Month: August 2005

  • Denver Grand Prix, 8/15/2005 Round Nine of the Speed World Challenge GT.
    A race report as seen from the windshield of the Woodhouse Viper Comp Coupe


    How do you measure the quality of an event?  If it is something like the Denver Grand Prix; perhaps just check your fun meter to see if it got pegged.  My bench mark for a  street race are those small rooms called Port A Potties, yes those little green plastic huts .  They tell you if the city is sincere about presenting a world class event.  Denver; you win.  The Port A Potties were awesome; hundreds of them; and new.   As long as we are being impressed, how about the racing venues: Champ Car, World Challenge, Trans Am, Formula BMW, Toyota Atlantic, Drifting (Formala D), Boxing, MotoX jumping, Extreme Sports.  


    Now imagine the logistics nightmare of getting all of these racing venues on track for practice and testing.  That left our practice very minimal and our down time high, or so we thought.  Those voids got filled to intensity with Viper club members, and race fans full of passion for automobiles, and not the kind with a six pack in one hand and a toke in the other.  The support team of SCCA people came from all over, including our Nebraska Region SCCA team, the Whoomah gang, Frank Sofranek pres.  (OK explanation here.)  Frank is a racer and corner worker and along with his wife and friends has taken the word whoomah and infamized it with his constant full volume vocalizing and stickers that show up on race cars. 


    The 1.657 mile track was created from the streets around the Pepsi Event Center next to down-town Denver with the race track sides lined with our perennial favorite; concrete and chain link.  Visualize your race car as a dime that is inserted into a vending machine. Have ever seen the channels and chutes that a dime flows through before it hits the coin box?  That was the impression left by my first reconnaissance lap of the track.


    Bob and Holly Raub and Tim Wiens representing 3R Racing and First Tier Bank launched the week-end in grand fashion by inviting the entire World Challenge paddock to the 3R race shop for an evening of food, beverage, music and cars.


    The gesture proved priceless to the SCCA World Challenge community, establishing relationships and strengthening those that competition erodes. Touring the shop left no question that 3R is a professional builder of championship capable cars.


    Phil McClure of the 3R Viper team, and one of the finer drivers out there, took some after-practice ribbing on Friday.  Known to appreciate a good spinner knob on his steering wheel, he was asked if he would like two installed on his Viper Competition Coupe. Apparently he was doing some drifting and left a bit of wall evidence on his rear quarter.  OK, I guess you had to have been there.

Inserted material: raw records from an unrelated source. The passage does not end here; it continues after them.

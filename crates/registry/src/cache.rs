//! Read-through record cache with single-flight fills.
//!
//! This module provides [`RecordCache`], the process-local cache each
//! [`ConfigStore`](crate::config_store::ConfigStore) owns. Entries are keyed
//! by config id, bounded by entry count, and expired by TTL; concurrent
//! readers of an uncached id coalesce onto one backing-store fetch.
//!
//! # Staleness Window
//!
//! The cache is process-local. Invalidation is push-based on successful local
//! updates only, so a record updated by another process stays visible here
//! until its TTL expires or this process performs an update itself. That
//! window is an accepted part of the design and is bounded by
//! [`CacheConfig::ttl`].

use std::{
    future::Future,
    sync::{
        Arc,
        atomic::{AtomicU64, Ordering},
    },
    time::Duration,
};

use moka::future::Cache;
use serde::{Deserialize, Serialize};

use crate::{
    error::{RegistryError, RegistryResult},
    types::ConfigRecord,
};

/// Default maximum number of cached records.
pub const DEFAULT_CACHE_MAX_ENTRIES: u64 = 1_000;

/// Default per-entry time-to-live (5 minutes).
///
/// This bounds how long an update made by *another* process can remain
/// invisible to this one.
pub const DEFAULT_CACHE_TTL: Duration = Duration::from_secs(300);

/// Tuning for a store's record cache.
#[derive(Debug, Clone, Copy, PartialEq, Eq, bon::Builder, Serialize, Deserialize)]
#[serde(deny_unknown_fields, default)]
pub struct CacheConfig {
    /// Maximum number of records held before LRU eviction.
    #[builder(default = DEFAULT_CACHE_MAX_ENTRIES)]
    pub max_entries: u64,

    /// Per-entry time-to-live.
    #[builder(default = DEFAULT_CACHE_TTL)]
    #[serde(with = "humantime_serde")]
    pub ttl: Duration,
}

impl Default for CacheConfig {
    fn default() -> Self {
        Self { max_entries: DEFAULT_CACHE_MAX_ENTRIES, ttl: DEFAULT_CACHE_TTL }
    }
}

/// LRU + TTL cache of config records with memoized fills.
///
/// Wraps [`moka::future::Cache`]; `try_get_with` provides the single-flight
/// property (one fetch shared by all concurrent callers for the same id).
/// Every entry is stamped with the invalidation generation observed before
/// its backing read, and every reader compares that stamp against the
/// current generation. An entry filled from a read that predates an
/// invalidation is dropped on sight, whether the reader started the fill,
/// joined it mid-flight, or hit the entry after it landed.
pub(crate) struct RecordCache {
    /// Record plus the invalidation generation its fill observed.
    cache: Cache<String, (Arc<ConfigRecord>, u64)>,
    /// Monotonic counter bumped on every invalidation. Process-wide, not
    /// per-id: any invalidation re-reads other ids once on their next hit.
    invalidation_gen: Arc<AtomicU64>,
}

impl RecordCache {
    pub(crate) fn new(config: CacheConfig) -> Self {
        Self {
            cache: Cache::builder()
                .max_capacity(config.max_entries)
                .time_to_live(config.ttl)
                .build(),
            invalidation_gen: Arc::new(AtomicU64::new(0)),
        }
    }

    /// Returns the cached record for `id`, filling it via `fetch` on a miss.
    ///
    /// Concurrent callers for the same uncached id share one `fetch`; its
    /// error is observed by every coalesced caller. If an invalidation lands
    /// while a fill is in flight, the stamped entry is discarded by whichever
    /// reader sees it first — including readers that joined the fill after
    /// the invalidation — and the record is fetched again, so a `memoize`
    /// that begins after an invalidation never returns the pre-invalidation
    /// snapshot.
    pub(crate) async fn memoize<F, Fut>(
        &self,
        id: &str,
        fetch: F,
    ) -> RegistryResult<Arc<ConfigRecord>>
    where
        F: Fn() -> Fut,
        Fut: Future<Output = RegistryResult<ConfigRecord>>,
    {
        loop {
            let (record, fill_gen) = self
                .cache
                .try_get_with(id.to_owned(), async {
                    // Stamp before the backing read: an invalidation landing
                    // anywhere after this point marks the fill stale.
                    let fill_gen = self.invalidation_gen.load(Ordering::Acquire);
                    fetch().await.map(|record| (Arc::new(record), fill_gen))
                })
                .await
                .map_err(|err: Arc<RegistryError>| (*err).clone())?;

            if self.invalidation_gen.load(Ordering::Acquire) == fill_gen {
                return Ok(record);
            }

            // The entry's fill predates an invalidation; its snapshot may be
            // older than the update that bumped the generation. Drop it and
            // fetch again.
            self.cache.invalidate(id).await;
        }
    }

    /// Drops the entry for `id` and bumps the invalidation generation so any
    /// in-flight fill for it is discarded on completion.
    pub(crate) async fn invalidate(&self, id: &str) {
        self.invalidation_gen.fetch_add(1, Ordering::Release);
        self.cache.invalidate(id).await;
    }

    /// Number of cached entries. Eventually consistent; call
    /// [`sync`](Self::sync) first for exact counts in tests.
    #[cfg(test)]
    pub(crate) fn entry_count(&self) -> u64 {
        self.cache.entry_count()
    }

    /// Flushes pending cache maintenance so entry counts are exact.
    #[cfg(test)]
    pub(crate) async fn sync(&self) {
        self.cache.run_pending_tasks().await;
    }
}

impl std::fmt::Debug for RecordCache {
    fn fmt(&self, f: &mut std::fmt::Formatter<'_>) -> std::fmt::Result {
        f.debug_struct("RecordCache").field("entries", &self.cache.entry_count()).finish()
    }
}

#[cfg(test)]
#[allow(clippy::unwrap_used, clippy::expect_used, clippy::panic)]
mod tests {
    use std::sync::atomic::AtomicUsize;

    use chrono::Utc;

    use super::*;
    use crate::types::{RecordMeta, ServiceConfig};

    fn record(id: &str, controller: &str) -> ConfigRecord {
        let config = ServiceConfig::builder()
            .id(id)
            .controller(controller)
            .sequence(0)
            .meter_id("https://meters.example.com/m1")
            .build();
        ConfigRecord { config, meta: RecordMeta::new(Utc::now()) }
    }

    #[tokio::test]
    async fn memoize_fills_once_and_serves_from_cache() {
        let cache = RecordCache::new(CacheConfig::default());
        let fetches = AtomicUsize::new(0);

        for _ in 0..3 {
            let found = cache
                .memoize("a", || async {
                    fetches.fetch_add(1, Ordering::SeqCst);
                    Ok(record("a", "c1"))
                })
                .await
                .unwrap();
            assert_eq!(found.config.id, "a");
        }

        assert_eq!(fetches.load(Ordering::SeqCst), 1);
    }

    #[tokio::test]
    async fn memoize_does_not_cache_errors() {
        let cache = RecordCache::new(CacheConfig::default());

        let err = cache
            .memoize("a", || async { Err(RegistryError::not_found("a")) })
            .await
            .unwrap_err();
        assert!(matches!(err, RegistryError::NotFound { .. }));

        // A later fill must run again and can succeed.
        let found = cache.memoize("a", || async { Ok(record("a", "c1")) }).await.unwrap();
        assert_eq!(found.config.controller, "c1");
    }

    #[tokio::test]
    async fn invalidate_forces_refetch() {
        let cache = RecordCache::new(CacheConfig::default());

        let first = cache.memoize("a", || async { Ok(record("a", "c1")) }).await.unwrap();
        assert_eq!(first.config.controller, "c1");

        cache.invalidate("a").await;

        let second = cache.memoize("a", || async { Ok(record("a", "c2")) }).await.unwrap();
        assert_eq!(second.config.controller, "c2");
    }

    /// A fetch that parks its first call until released and answers "stale";
    /// every later call answers "fresh" immediately.
    struct StallingFetch {
        release: tokio::sync::Mutex<Option<tokio::sync::oneshot::Receiver<()>>>,
        calls: AtomicUsize,
    }

    impl StallingFetch {
        fn new(release: tokio::sync::oneshot::Receiver<()>) -> Self {
            Self { release: tokio::sync::Mutex::new(Some(release)), calls: AtomicUsize::new(0) }
        }

        async fn fetch(&self) -> RegistryResult<ConfigRecord> {
            self.calls.fetch_add(1, Ordering::SeqCst);
            if let Some(rx) = self.release.lock().await.take() {
                let _ = rx.await;
                return Ok(record("a", "stale"));
            }
            Ok(record("a", "fresh"))
        }
    }

    #[tokio::test]
    async fn racing_invalidation_discards_in_flight_fill() {
        let cache = Arc::new(RecordCache::new(CacheConfig::default()));
        let (release_tx, release_rx) = tokio::sync::oneshot::channel::<()>();
        let fetch = Arc::new(StallingFetch::new(release_rx));

        // Park a fill mid-flight, then invalidate before it lands.
        let cache2 = Arc::clone(&cache);
        let fetch2 = Arc::clone(&fetch);
        let fill =
            tokio::spawn(async move { cache2.memoize("a", || fetch2.fetch()).await });

        tokio::task::yield_now().await;
        cache.invalidate("a").await;
        release_tx.send(()).unwrap();

        // The filler itself discards its raced entry and re-reads.
        let filled = fill.await.unwrap().unwrap();
        assert_eq!(filled.config.controller, "fresh");
        assert_eq!(fetch.calls.load(Ordering::SeqCst), 2);

        // The re-read entry is cached; later readers do not fetch again.
        let found = cache.memoize("a", || fetch.fetch()).await.unwrap();
        assert_eq!(found.config.controller, "fresh");
        assert_eq!(fetch.calls.load(Ordering::SeqCst), 2);
    }

    #[tokio::test]
    async fn reader_joining_a_stale_fill_rereads() {
        let cache = Arc::new(RecordCache::new(CacheConfig::default()));
        let (release_tx, release_rx) = tokio::sync::oneshot::channel::<()>();
        let fetch = Arc::new(StallingFetch::new(release_rx));

        let cache2 = Arc::clone(&cache);
        let fetch2 = Arc::clone(&fetch);
        let filler =
            tokio::spawn(async move { cache2.memoize("a", || fetch2.fetch()).await });
        tokio::task::yield_now().await;

        // The invalidation lands while the fill is parked; a reader that
        // starts strictly afterwards coalesces onto that same fill.
        cache.invalidate("a").await;
        let cache3 = Arc::clone(&cache);
        let fetch3 = Arc::clone(&fetch);
        let late_reader =
            tokio::spawn(async move { cache3.memoize("a", || fetch3.fetch()).await });
        tokio::task::yield_now().await;
        release_tx.send(()).unwrap();

        // Neither caller may observe the pre-invalidation snapshot.
        let filled = filler.await.unwrap().unwrap();
        let late = late_reader.await.unwrap().unwrap();
        assert_eq!(filled.config.controller, "fresh");
        assert_eq!(late.config.controller, "fresh");
    }

    #[tokio::test]
    async fn capacity_is_bounded() {
        let cache =
            RecordCache::new(CacheConfig::builder().max_entries(2).build());
        for i in 0..10 {
            let id = format!("record-{i}");
            cache
                .memoize(&id, || {
                    let id = id.clone();
                    async move { Ok(record(&id, "c1")) }
                })
                .await
                .unwrap();
        }
        cache.sync().await;
        assert!(cache.entry_count() <= 2);
    }
}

    Here’s a few of the many Viper people who said hello: Jim Johnson local pres., Bob Cloutier, John Johns, Gar, Jay Popp, Dave Fisher, Kip Partridge, Dennis Quela and it goes on, don’t hit me for leaving you out.


    Now for some dirt:  After the noon Saturday qualifying sessions I received a visit from Mr. story teller and Corvette driver Lou Gigliotti.  He took me aside and invested the next 5 minutes on his opinion of my character flaws as a race driver and general menace to my competitors.  I was so floored.  What motive would he have here?  It defies gravity to think I or anyone would want to accommodate his requests after such a lengthy character trashing. Reflecting back; it may be his way of saying I hope you won’t try to even up a grudge (let’s not go there, I wasn’t  carrying one).  Since I am gridded directly behind him for the start of the race maybe he thought the opportunity to punt him would overwhelm me.  It was known too that Lou had notions of sand bagging much of the race to play the “lose the rewards weight” game.  Lou can espouse multiple paragraphs without breathing, so conversation gaps to question his flawed information weren’t too available and those that were just seemed to escalate his emotional state, so I threw in the towel and said: “Lou it looks like you will need to watch your back” and walked away.   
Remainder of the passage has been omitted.